Advice - work through practice problems and once you're done WRITE out your procedure to solving that particular problem, any obstacles, unique problems "tricks"/techniques, equations.


----------



## Df H (Apr 5, 2018)

Maddog10 said:


> I took Dr. Tom's Fast Track and loved it. The structure of the course and organization of the notebooks made me extremely efficient in working problems. You have to be prepared to put in the work because there is a lot of material covered, but IMO he did a great job of covering exam topics and making it easy to reference the information you need quickly.

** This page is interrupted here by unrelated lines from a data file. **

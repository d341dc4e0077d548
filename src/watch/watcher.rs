use std::{
    collections::HashMap,
    fmt::Debug,
    sync::Arc,
    time::SystemTime,
};

use color_eyre::Result;
use log::*;
use tokio::task::{JoinError, JoinSet};

use crate::{
    config::{DetectionConfig, ReportingConfig, WatchConfig},
    watch::{
        entry::{WarnEntry, WatchEntry, is_at_least},
        source::{AlertSink, ProcessSample, ProcessSource, ProcessStats, StatsLookup},
        thresholds::Thresholds,
    },
};

pub(crate) struct Collaborators {
    pub(crate) source: Box<dyn ProcessSource>,
    pub(crate) lookup: Arc<dyn StatsLookup>,
    pub(crate) sink: Box<dyn AlertSink>,
}

/// What one detection cycle did.
#[derive(Debug, Clone, Copy, Default, PartialEq, Eq)]
pub struct CycleSummary {
    pub sampled: usize,
    /// Top candidates at or above the add-threshold.
    pub hot: usize,
    /// Samples routed to the warn list.
    pub escalated: usize,
    pub evicted: usize,
}

/// Owns the watch and warn lists.
///
/// Callers serialize access: one cycle or report pass at a time. Stats
/// lookups run as tasks and land back on the warn list through
/// [`Watcher::apply_enrichments`].
pub struct Watcher {
    pub(crate) detection: DetectionConfig,
    pub(crate) reporting: ReportingConfig,
    pub(crate) thresholds: Thresholds,
    pub(crate) watch: Vec<WatchEntry>,
    pub(crate) warn: Vec<WarnEntry>,
    pub(crate) collaborators: Option<Collaborators>,
    enrichments: JoinSet<Option<(u32, ProcessStats)>>,
}

impl Debug for Watcher {
    fn fmt(&self, f: &mut std::fmt::Formatter<'_>) -> std::fmt::Result {
        f.debug_struct("Watcher")
            .field("thresholds", &self.thresholds)
            .field("initialized", &self.collaborators.is_some())
            .field("pending_lookups", &self.enrichments.len())
            .field("watch", &self.watch)
            .field("warn", &self.warn)
            .finish()
    }
}

impl Watcher {
    pub fn new(config: &WatchConfig) -> Self {
        Self {
            detection: config.detection.clone(),
            reporting: config.reporting.clone(),
            thresholds: Thresholds::new(config.detection.add_level, config.detection.remove_level),
            watch: Vec::new(),
            warn: Vec::new(),
            collaborators: None,
            enrichments: JoinSet::new(),
        }
    }

    pub fn init(
        &mut self,
        source: Box<dyn ProcessSource>,
        lookup: Arc<dyn StatsLookup>,
        sink: Box<dyn AlertSink>,
    ) {
        info!(target: "Watch", "Watcher initialized");
        self.collaborators = Some(Collaborators {
            source,
            lookup,
            sink,
        });
    }

    pub fn is_initialized(&self) -> bool {
        self.collaborators.is_some()
    }

    pub fn thresholds(&self) -> &Thresholds {
        &self.thresholds
    }

    /// Current watch list, `None` when nothing is being watched.
    pub fn watch_list(&self) -> Option<&[WatchEntry]> {
        if self.watch.is_empty() {
            None
        } else {
            Some(&self.watch)
        }
    }

    pub fn warn_list(&self) -> &[WarnEntry] {
        &self.warn
    }

    /// Run one detection cycle.
    ///
    /// Returns `Ok(None)` without doing anything if [`Watcher::init`] has not
    /// been called. A failing process source aborts the cycle before any list
    /// is touched.
    pub async fn check_processes(&mut self, now: Option<SystemTime>) -> Result<Option<CycleSummary>> {
        let Some(collaborators) = self.collaborators.as_mut() else {
            warn!(target: "Watch", "Detection requested before init, skipping cycle");
            return Ok(None);
        };
        let snapshot = collaborators.source.snapshot().await?;
        self.apply_enrichments();

        let mut now = now.unwrap_or_else(SystemTime::now);
        let mut summary = CycleSummary {
            sampled: snapshot.len(),
            ..Default::default()
        };

        let mut ranked: Vec<&ProcessSample> = snapshot.iter().collect();
        ranked.sort_by(|a, b| b.cpu.total_cmp(&a.cpu));
        ranked.truncate(self.detection.candidates);

        if let Some(first) = ranked.first() {
            self.thresholds.calibrate(first.cpu);
        }

        for sample in ranked {
            if let Some(sampled_at) = sample.timestamp {
                now = sampled_at;
            }
            if sample.cpu < self.thresholds.add_level {
                continue;
            }
            summary.hot += 1;
            match self.watch.iter_mut().find(|e| e.pid == sample.pid) {
                Some(watched) => {
                    watched.cpu = sample.cpu;
                    watched.last_detect = now;
                    self.record_warn(sample, now);
                    summary.escalated += 1;
                }
                None => {
                    debug!(target: "Watch", "Watching {} ({}) at {}", sample.name, sample.pid, sample.cpu);
                    self.watch.push(WatchEntry::new(sample, now));
                }
            }
        }

        summary.evicted = self.clean_lists(&snapshot, now);
        debug!(target: "Watch", "Cycle done {:?}", summary);
        Ok(Some(summary))
    }

    /// Put a repeat offender on the warn list, or refresh it if already there.
    fn record_warn(&mut self, sample: &ProcessSample, now: SystemTime) {
        self.spawn_lookup(sample.pid);
        let grace = self.detection.grace_period();
        match self.warn.iter_mut().find(|e| e.pid == sample.pid) {
            Some(entry) => {
                entry.name = sample.name.clone();
                entry.cpu = sample.cpu;
                entry.last_detect = now;
                entry.report = entry.report_time.is_none() && is_at_least(entry.first_detect, now, grace);
            }
            None => {
                info!(target: "Watch", "{} ({}) is a repeat offender at {}", sample.name, sample.pid, sample.cpu);
                self.warn.push(WarnEntry::new(sample, now));
            }
        }
    }

    fn spawn_lookup(&mut self, pid: u32) {
        let Some(collaborators) = self.collaborators.as_ref() else {
            return;
        };
        let lookup = Arc::clone(&collaborators.lookup);
        self.enrichments.spawn(async move {
            match lookup.stats(pid).await {
                Ok(stats) => Some((pid, stats)),
                Err(err) => {
                    debug!(target: "Watch", "Stats lookup for {} failed: {}", pid, err);
                    None
                }
            }
        });
    }

    /// Copy finished stats lookups onto their warn entries.
    pub fn apply_enrichments(&mut self) {
        while let Some(joined) = self.enrichments.try_join_next() {
            self.store_lookup(joined);
        }
    }

    /// Wait for every outstanding stats lookup, then apply them.
    pub async fn settle_enrichments(&mut self) {
        while let Some(joined) = self.enrichments.join_next().await {
            self.store_lookup(joined);
        }
    }

    fn store_lookup(&mut self, joined: Result<Option<(u32, ProcessStats)>, JoinError>) {
        match joined {
            Ok(Some((pid, stats))) => {
                // Entries evicted since the lookup started stay gone.
                if let Some(entry) = self.warn.iter_mut().find(|e| e.pid == pid) {
                    entry.memory = Some(stats.memory);
                    entry.elapsed = Some(stats.elapsed);
                }
            }
            Ok(None) => {}
            Err(err) => error!(target: "Watch", "Stats lookup task failed: {}", err),
        }
    }

    /// Drop entries that are stale, have cooled down, or have exited.
    fn clean_lists(&mut self, snapshot: &[ProcessSample], now: SystemTime) -> usize {
        let mut current: HashMap<u32, f64> = HashMap::with_capacity(snapshot.len());
        for sample in snapshot {
            current.entry(sample.pid).or_insert(sample.cpu);
        }
        let delete_interval = self.detection.delete_interval();
        let remove_level = self.thresholds.remove_level;
        let keep = |pid: u32, last_detect: SystemTime| {
            if is_at_least(last_detect, now, delete_interval) {
                return false;
            }
            current.get(&pid).is_some_and(|cpu| *cpu > remove_level)
        };

        let before = self.watch.len() + self.warn.len();
        self.watch.retain(|e| keep(e.pid, e.last_detect));
        self.warn.retain(|e| {
            let kept = keep(e.pid, e.last_detect);
            if !kept {
                info!(target: "Watch", "No longer warning about {} ({})", e.name, e.pid);
            }
            kept
        });
        before - (self.watch.len() + self.warn.len())
    }
}
use std::{fmt::Debug, time::SystemTime};

use crate::{event::TICK_FPS, ui::theme::Theme, watch::CycleSummary};
use tui_logger::*;

#[derive(Debug, Clone, Copy, PartialEq, Eq)]
pub enum Focussable {
    Watch,
    Warn,
    Logs,
    Debug,
}

pub struct UiState {
    pub tick: f64,
    /// Wall clock for the "ago" columns, refreshed every couple of seconds.
    pub now: SystemTime,
    pub theme: Theme,
    pub focus: Option<Focussable>,
    pub debug: bool,
    pub last_cycle: Option<(SystemTime, CycleSummary)>,
    pub last_report: Option<(SystemTime, String)>,
    pub logger_state: TuiWidgetState,
}

impl Debug for UiState {
    fn fmt(&self, f: &mut std::fmt::Formatter<'_>) -> std::fmt::Result {
        f.debug_struct("UiState")
            .field("tick", &self.tick)
            .field("focus", &self.focus)
            .field("last_cycle", &self.last_cycle)
            .field("last_report", &self.last_report)
            .finish()
    }
}

impl Default for UiState {
    fn default() -> Self {
        Self {
            logger_state: TuiWidgetState::new(),
            tick: Default::default(),
            now: SystemTime::now(),
            theme: Theme::dark(),
            focus: None,
            debug: false,
            last_cycle: None,
            last_report: None,
        }
    }
}

impl UiState {
    pub fn tick(&mut self) {
        self.tick += 1.0;
        if self.tick > 2.0 * TICK_FPS {
            self.tick = 0.0;
            self.now = SystemTime::now();
        }
    }

    pub fn step_of_4_in_1_second(&self) -> usize {
        (self.tick * 4.0 / TICK_FPS) as usize % 4
    }

    pub fn is_focussed(&self, panel: Focussable) -> bool {
        self.focus == Some(panel)
    }

    pub fn toggle_debug(&mut self) {
        self.debug = !self.debug;
        if !self.debug && self.is_focussed(Focussable::Debug) {
            self.focus = Some(Focussable::Watch);
        }
    }

    pub fn focus_next(&mut self) {
        self.focus = Some(match self.focus {
            None | Some(Focussable::Debug) => Focussable::Watch,
            Some(Focussable::Watch) => Focussable::Warn,
            Some(Focussable::Warn) => Focussable::Logs,
            Some(Focussable::Logs) if self.debug => Focussable::Debug,
            Some(Focussable::Logs) => Focussable::Watch,
        });
    }

    pub fn focus_prev(&mut self) {
        self.focus = Some(match self.focus {
            None | Some(Focussable::Warn) => Focussable::Watch,
            Some(Focussable::Watch) if self.debug => Focussable::Debug,
            Some(Focussable::Watch) => Focussable::Logs,
            Some(Focussable::Logs) => Focussable::Warn,
            Some(Focussable::Debug) => Focussable::Logs,
        });
    }
}
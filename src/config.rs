//! Startup configuration, read once from an optional TOML file and the environment.
//!

use color_eyre::{Result, eyre::eyre};
use config;
use log::*;
use serde::{Deserialize, Serialize};
use std::{path::PathBuf, time::Duration};

pub const DEFAULT_FILE: &str = "procwatch.toml";

#[derive(Debug, Clone, PartialEq, Serialize, Deserialize)]
#[serde(default)]
pub struct DetectionConfig {
    /// CPU level at or above which a process becomes a candidate.
    pub add_level: f64,
    /// CPU level at or below which a tracked process is dropped.
    pub remove_level: f64,
    pub delete_interval_secs: u64,
    pub grace_period_secs: u64,
    /// How many of the busiest processes are looked at per cycle.
    pub candidates: usize,
}

impl Default for DetectionConfig {
    fn default() -> Self {
        Self {
            add_level: 50.0,
            remove_level: 25.0,
            delete_interval_secs: 3 * 60 * 60,
            grace_period_secs: 15 * 60,
            candidates: 5,
        }
    }
}

#[derive(Debug, Clone, PartialEq, Serialize, Deserialize)]
#[serde(default)]
pub struct ReportingConfig {
    pub report_interval_secs: u64,
    pub report_cap: usize,
    #[serde(skip_serializing_if = "Option::is_none")]
    pub alert_file: Option<PathBuf>,
}

impl Default for ReportingConfig {
    fn default() -> Self {
        Self {
            report_interval_secs: 90 * 60,
            report_cap: 20,
            alert_file: None,
        }
    }
}

#[derive(Debug, Clone, PartialEq, Serialize, Deserialize)]
#[serde(default)]
pub struct ScheduleConfig {
    pub sample_interval_secs: u64,
    pub report_every_secs: u64,
}

impl Default for ScheduleConfig {
    fn default() -> Self {
        Self {
            sample_interval_secs: 60,
            report_every_secs: 5 * 60,
        }
    }
}

#[derive(Debug, Default, Clone, PartialEq, Serialize, Deserialize)]
#[serde(default)]
pub struct WatchConfig {
    pub detection: DetectionConfig,
    pub reporting: ReportingConfig,
    pub schedule: ScheduleConfig,
}

impl DetectionConfig {
    pub fn delete_interval(&self) -> Duration {
        Duration::from_secs(self.delete_interval_secs)
    }

    pub fn grace_period(&self) -> Duration {
        Duration::from_secs(self.grace_period_secs)
    }
}

impl ReportingConfig {
    pub fn report_interval(&self) -> Duration {
        Duration::from_secs(self.report_interval_secs)
    }
}

impl ScheduleConfig {
    pub fn sample_interval(&self) -> Duration {
        Duration::from_secs(self.sample_interval_secs)
    }

    pub fn report_every(&self) -> Duration {
        Duration::from_secs(self.report_every_secs)
    }
}

impl WatchConfig {
    /// Load from the given file (if it exists) with `PROCWATCH_` environment overrides.
    pub fn load(file_path: PathBuf) -> Result<WatchConfig> {
        info!(target: "Config", "Loading {:?}", file_path);
        let raw = config::Config::builder()
            .add_source(config::File::from(file_path).required(false))
            .add_source(
                config::Environment::with_prefix("PROCWATCH")
                    .prefix_separator("_")
                    .separator("__")
                    .try_parsing(true),
            )
            .build()?;
        let loaded: WatchConfig = raw.try_deserialize()?;
        loaded.validate()?;
        Ok(loaded)
    }

    pub fn validate(&self) -> Result<()> {
        let d = &self.detection;
        if d.remove_level <= 0.0 || d.add_level <= 0.0 {
            return Err(eyre!("detection.add_level and detection.remove_level must be positive"));
        }
        if d.remove_level > d.add_level {
            return Err(eyre!(
                "detection.remove_level ({}) must not exceed detection.add_level ({})",
                d.remove_level,
                d.add_level
            ));
        }
        if d.candidates == 0 {
            return Err(eyre!("detection.candidates must be at least 1"));
        }
        if d.delete_interval_secs == 0 {
            return Err(eyre!("detection.delete_interval_secs must be non-zero"));
        }
        if self.reporting.report_cap == 0 {
            return Err(eyre!("reporting.report_cap must be at least 1"));
        }
        if self.reporting.report_interval_secs == 0 {
            return Err(eyre!("reporting.report_interval_secs must be non-zero"));
        }
        if self.schedule.sample_interval_secs == 0 || self.schedule.report_every_secs == 0 {
            return Err(eyre!("schedule intervals must be non-zero"));
        }
        Ok(())
    }

    pub fn to_toml(&self) -> Result<String> {
        Ok(toml::to_string_pretty(self)?)
    }
}

#[cfg(test)]
mod tests {
    use super::*;

    #[test]
    fn defaults_match_documented_constants() {
        let c = WatchConfig::default();
        assert_eq!(c.detection.add_level, 50.0);
        assert_eq!(c.detection.remove_level, 25.0);
        assert_eq!(c.detection.delete_interval(), Duration::from_secs(3 * 3600));
        assert_eq!(c.detection.grace_period(), Duration::from_secs(15 * 60));
        assert_eq!(c.detection.candidates, 5);
        assert_eq!(c.reporting.report_interval(), Duration::from_secs(90 * 60));
        assert_eq!(c.reporting.report_cap, 20);
        assert!(c.validate().is_ok());
    }

    #[test]
    fn missing_file_falls_back_to_defaults() {
        let c = WatchConfig::load(PathBuf::from("/nonexistent/procwatch-test.toml")).unwrap();
        assert_eq!(c, WatchConfig::default());
    }

    #[test]
    fn partial_toml_keeps_other_defaults() {
        let text = "[detection]\nadd_level = 80.0\n\n[reporting]\nreport_cap = 3\n";
        let c: WatchConfig = toml::from_str(text).unwrap();
        assert_eq!(c.detection.add_level, 80.0);
        assert_eq!(c.detection.remove_level, 25.0);
        assert_eq!(c.reporting.report_cap, 3);
        assert_eq!(c.schedule, ScheduleConfig::default());
    }

    #[test]
    fn defaults_survive_toml_output() {
        let text = WatchConfig::default().to_toml().unwrap();
        let back: WatchConfig = toml::from_str(&text).unwrap();
        assert_eq!(back, WatchConfig::default());
    }

    #[test]
    fn rejects_inverted_thresholds() {
        let mut c = WatchConfig::default();
        c.detection.remove_level = 60.0;
        let err = c.validate().unwrap_err().to_string();
        assert!(err.contains("remove_level"), "{}", err);
    }

    #[test]
    fn rejects_zero_candidates() {
        let mut c = WatchConfig::default();
        c.detection.candidates = 0;
        assert!(c.validate().is_err());
    }
}
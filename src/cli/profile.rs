use clap::{Parser, Subcommand};
use std::path::PathBuf;

/// Arguments for the profile command
#[derive(Parser, Debug)]
#[command(after_help = "EXAMPLES:\n  \
                  Save a selection:\n    devsetup profile save \"Web Dev\" git node yarn\n\n\
                  List saved profiles:\n    devsetup profile list\n\n\
                  Replace a profile's tools:\n    devsetup profile update web-dev --tool git --tool node\n\n\
                  Share a profile:\n    devsetup profile export web-dev web-dev.json\n    \
                  devsetup profile import web-dev.json")]
pub struct ProfileArgs {
    #[command(subcommand)]
    pub command: ProfileSubcommand,
}

/// Profile subcommands
#[derive(Subcommand, Debug)]
pub enum ProfileSubcommand {
    /// List saved profiles, newest first
    List {
        /// Print JSON instead of text
        #[arg(long)]
        json: bool,
    },

    /// Save a selection under a name
    Save {
        /// Profile name
        name: String,

        /// Tool ids
        #[arg(required = true)]
        tools: Vec<String>,

        /// Free-form description
        #[arg(long, short = 'd')]
        description: Option<String>,
    },

    /// Change a saved profile's name, description or tools
    Update {
        /// Profile id
        id: String,

        /// New name (the id stays the same)
        #[arg(long)]
        name: Option<String>,

        /// New description; an empty string clears it
        #[arg(long, short = 'd')]
        description: Option<String>,

        /// Replacement tool list (repeatable)
        #[arg(long = "tool", value_name = "TOOL")]
        tools: Vec<String>,
    },

    /// Save a copy of a profile under a new name
    Duplicate {
        /// Profile id
        id: String,

        /// Name of the copy (defaults to "<name> (Copy)")
        name: Option<String>,
    },

    /// Find profiles by name or description
    Search {
        /// Text to look for, ignoring case
        term: String,

        /// Print JSON instead of text
        #[arg(long)]
        json: bool,
    },

    /// Delete a saved profile
    Delete {
        /// Profile id
        id: String,
    },

    /// Write a profile to a file
    Export {
        /// Profile id
        id: String,

        /// Destination file
        path: PathBuf,
    },

    /// Import a profile from a file
    Import {
        /// Source file
        path: PathBuf,
    },
}
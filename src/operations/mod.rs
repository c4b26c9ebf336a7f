//! Operations that change the system
//!
//! This module provides the high-level operations:
//! - [`InstallOperation`]: resolve a selection and install it tool by tool
//! - [`UninstallOperation`]: remove one installed tool
//! - [`ExtrasOperation`]: add and remove a tool's extra modules
//! - [`SiteOperation`]: manage a tool's site configurations
//! - [`ServiceOperation`]: query and control a tool's service
//! - [`doctor`]: host readiness checks
//! - [`status`]: installed state of catalog tools
//!
//! Every operation that touches the system checks the credential before
//! its first privileged action. Nothing is rolled back: packages installed
//! before a failure stay installed.

pub mod doctor;
pub mod extras;
pub mod install;
pub mod services;
pub mod sites;
pub mod status;
pub mod uninstall;

pub use extras::{ExtraAction, ExtraResult, ExtrasOperation};
pub use install::{InstallOperation, InstallOutcome, InstallSummary};
pub use services::{ServiceAction, ServiceOperation, ServiceStatus};
pub use sites::{SiteConfig, SiteOperation};
pub use uninstall::UninstallOperation;

use serde::Serialize;

use crate::error::{DevsetupError, Result};
use crate::privilege::{Credential, PrivilegedExecutor};

/// Outcome for one tool of an install or uninstall
#[derive(Debug, Clone, PartialEq, Eq, Serialize)]
#[serde(rename_all = "camelCase")]
pub struct ToolResult {
    pub tool_id: String,
    pub name: String,
    pub success: bool,
    pub message: String,
}

/// Reject a missing credential, then verify it with the executor.
pub(crate) fn authorize(executor: &dyn PrivilegedExecutor, credential: &Credential) -> Result<()> {
    if credential.is_empty() {
        return Err(DevsetupError::MissingCredential);
    }
    if !executor.verify_credential(credential) {
        tracing::warn!("credential rejected");
        return Err(DevsetupError::InvalidCredential);
    }
    Ok(())
}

Can u tell us by detials and steps whitch was your way for preparing?


----------



## ME_PE_WANNABE (Apr 9, 2018)

I also took Dr. Tom's course, though I did the 20 week course. I passed it the first time up, but felt that I failed after I finished. What Dr. Tom did was simply organizing a study schedule and test taking technique to help us located information more efficiently, which was key to passing the exam. Dr. Tom also offers military/veteran and early bird enrollment discounts for his course; I think paid $795.  One of his best advice was solving the "lowest hanging fruit" questions first ( I know it sounds simple, but it helped me out).


----------



## CalculusBoss (Apr 16, 2018)

I took the School of PE course and passed the exam my first time through. I liked being able to ask questions throughout each lesson. The instructors were pretty good for the most part.

I think being in the course was beneficial to understanding what to study, but the most effective use of my time was working example problems and creating "cheat sheets" that explained how to do certain kinds of problems step by step. I bound those pages in a binder and used them to solve 90% of my problems on the exam.


----------